#### [Assigned task]
Exact copies of all the records below should be returned.

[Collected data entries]
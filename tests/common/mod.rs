// tests/common/mod.rs
//
// Shared fakes for integration tests: a canned news source, a stepping
// clock, and a sleeper that records naps and can request shutdown.
#![allow(dead_code)]

use std::collections::HashMap;
use std::path::Path;
use std::sync::atomic::{AtomicI64, AtomicUsize, Ordering};
use std::sync::{Arc, Mutex};
use std::time::Duration;

use anyhow::Result;
use async_trait::async_trait;
use chrono::{DateTime, TimeZone, Utc};
use tokio::sync::watch;

use ticker_sentiment_stream::ingest::scheduler::{Clock, Sleeper};
use ticker_sentiment_stream::ingest::types::{NewsRecord, NewsSource, TickerFetch};
use ticker_sentiment_stream::sentiment::{SentimentScorer, SentimentScores};
use ticker_sentiment_stream::TrackerConfig;

pub fn record(ticker: &str, id: &str, text: &str) -> NewsRecord {
    let mut r = NewsRecord::with_defaults("newsapi", ticker, "2026-10-19T12:00:00Z");
    r.id = id.to_string();
    r.text = text.to_string();
    r.url = id.to_string();
    r
}

/// Per-ticker canned responses. Unknown tickers answer with no articles.
#[derive(Default)]
pub struct FakeSource {
    canned: HashMap<String, TickerFetch>,
    pub calls: AtomicUsize,
}

impl FakeSource {
    pub fn new() -> Self {
        Self::default()
    }

    pub fn with(mut self, ticker: &str, fetch: TickerFetch) -> Self {
        self.canned.insert(ticker.to_string(), fetch);
        self
    }
}

#[async_trait]
impl NewsSource for FakeSource {
    async fn fetch(&self, ticker: &str, _page_size: usize) -> TickerFetch {
        self.calls.fetch_add(1, Ordering::SeqCst);
        self.canned
            .get(ticker)
            .cloned()
            .unwrap_or_else(|| TickerFetch::from_records(Vec::new()))
    }

    fn name(&self) -> &'static str {
        "fake"
    }
}

/// Starts at a fixed instant and advances `step` on every read, so each
/// cycle gets a distinct partition file.
pub struct StepClock {
    start: DateTime<Utc>,
    step_secs: i64,
    n: AtomicI64,
}

impl StepClock {
    pub fn new(step_secs: i64) -> Self {
        Self {
            start: Utc.with_ymd_and_hms(2026, 10, 19, 12, 0, 0).unwrap(),
            step_secs,
            n: AtomicI64::new(0),
        }
    }
}

impl Clock for StepClock {
    fn now(&self) -> DateTime<Utc> {
        let k = self.n.fetch_add(1, Ordering::SeqCst);
        self.start + chrono::Duration::seconds(k * self.step_secs)
    }
}

/// Records every requested nap and returns immediately. After `stop_after`
/// naps it flips the shutdown channel.
pub struct RecordingSleeper {
    pub naps: Mutex<Vec<Duration>>,
    stop_after: usize,
    tx: watch::Sender<bool>,
}

impl RecordingSleeper {
    pub fn new(stop_after: usize) -> (Arc<Self>, watch::Receiver<bool>) {
        let (tx, rx) = watch::channel(false);
        let s = Arc::new(Self {
            naps: Mutex::new(Vec::new()),
            stop_after,
            tx,
        });
        (s, rx)
    }

    pub fn naps(&self) -> Vec<Duration> {
        self.naps.lock().unwrap().clone()
    }
}

#[async_trait]
impl Sleeper for RecordingSleeper {
    async fn sleep(&self, d: Duration) {
        let n = {
            let mut naps = self.naps.lock().unwrap();
            naps.push(d);
            naps.len()
        };
        if n >= self.stop_after {
            let _ = self.tx.send(true);
        }
    }
}

/// Scorer that always errors.
pub struct BrokenScorer;

#[async_trait]
impl SentimentScorer for BrokenScorer {
    async fn score(&self, _texts: &[String]) -> Result<Vec<SentimentScores>> {
        anyhow::bail!("model unavailable")
    }

    fn name(&self) -> &'static str {
        "broken"
    }
}

pub fn tracker_config(root: &Path, tickers: &[&str], interval_secs: u64) -> TrackerConfig {
    TrackerConfig {
        data_root: root.to_path_buf(),
        interval_secs,
        tickers: tickers.iter().map(|t| t.to_string()).collect(),
        ..TrackerConfig::default()
    }
    .validated()
    .expect("valid test config")
}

#### [Result of the task]
filename tests/common/mod.rs
// tests/common/mod.rs
//
// Shared fakes for integration tests: a canned news source, a stepping
// clock, and a sleeper that records naps and can request shutdown.
#![allow(dead_code)]

use std::collections::HashMap;
use std::path::Path;
use std::sync::atomic::{AtomicI64, AtomicUsize, Ordering};
use std::sync::{Arc, Mutex};
use std::time::Duration;

use anyhow::Result;
use async_trait::async_trait;
use chrono::{DateTime, TimeZone, Utc};
use tokio::sync::watch;

use ticker_sentiment_stream::ingest::scheduler::{Clock, Sleeper};
use ticker_sentiment_stream::ingest::types::{NewsRecord, NewsSource, TickerFetch};
use ticker_sentiment_stream::sentiment::{SentimentScorer, SentimentScores};
use ticker_sentiment_stream::TrackerConfig;

pub fn record(ticker: &str, id: &str, text: &str) -> NewsRecord {
    let mut r = NewsRecord::with_defaults("newsapi", ticker, "2026-10-19T12:00:00Z");
    r.id = id.to_string();
    r.text = text.to_string();
    r.url = id.to_string();
    r
}

/// Per-ticker canned responses. Unknown tickers answer with no articles.
#[derive(Default)]
pub struct FakeSource {
    canned: HashMap<String, TickerFetch>,
    pub calls: AtomicUsize,
}

impl FakeSource {
    pub fn new() -> Self {
        Self::default()
    }

    pub fn with(mut self, ticker: &str, fetch: TickerFetch) -> Self {
        self.canned.insert(ticker.to_string(), fetch);
        self
    }
}

#[async_trait]
impl NewsSource for FakeSource {
    async fn fetch(&self, ticker: &str, _page_size: usize) -> TickerFetch {
        self.calls.fetch_add(1, Ordering::SeqCst);
        self.canned
            .get(ticker)
            .cloned()
            .unwrap_or_else(|| TickerFetch::from_records(Vec::new()))
    }

    fn name(&self) -> &'static str {
        "fake"
    }
}

/// Starts at a fixed instant and advances `step` on every read, so each
/// cycle gets a distinct partition file.
pub struct StepClock {
    start: DateTime<Utc>,
    step_secs: i64,
    n: AtomicI64,
}

impl StepClock {
    pub fn new(step_secs: i64) -> Self {
        Self {
            start: Utc.with_ymd_and_hms(2026, 10, 19, 12, 0, 0).unwrap(),
            step_secs,
            n: AtomicI64::new(0),
        }
    }
}

impl Clock for StepClock {
    fn now(&self) -> DateTime<Utc> {
        let k = self.n.fetch_add(1, Ordering::SeqCst);
        self.start + chrono::Duration::seconds(k * self.step_secs)
    }
}

/// Records every requested nap and returns immediately. After `stop_after`
/// naps it flips the shutdown channel.
pub struct RecordingSleeper {
    pub naps: Mutex<Vec<Duration>>,
    stop_after: usize,
    tx: watch::Sender<bool>,
}

impl RecordingSleeper {
    pub fn new(stop_after: usize) -> (Arc<Self>, watch::Receiver<bool>) {
        let (tx, rx) = watch::channel(false);
        let s = Arc::new(Self {
            naps: Mutex::new(Vec::new()),
            stop_after,
            tx,
        });
        (s, rx)
    }

    pub fn naps(&self) -> Vec<Duration> {
        self.naps.lock().unwrap().clone()
    }
}

#[async_trait]
impl Sleeper for RecordingSleeper {
    async fn sleep(&self, d: Duration) {
        let n = {
            let mut naps = self.naps.lock().unwrap();
            naps.push(d);
            naps.len()
        };
        if n >= self.stop_after {
            let _ = self.tx.send(true);
        }
    }
}

/// Scorer that always errors.
pub struct BrokenScorer;

#[async_trait]
impl SentimentScorer for BrokenScorer {
    async fn score(&self, _texts: &[String]) -> Result<Vec<SentimentScores>> {
        anyhow::bail!("model unavailable")
    }

    fn name(&self) -> &'static str {
        "broken"
    }
}

pub fn tracker_config(root: &Path, tickers: &[&str], interval_secs: u64) -> TrackerConfig {
    TrackerConfig {
        data_root: root.to_path_buf(),
        interval_secs,
        tickers: tickers.iter().map(|t| t.to_string()).collect(),
        ..TrackerConfig::default()
    }
    .validated()
    .expect("valid test config")
}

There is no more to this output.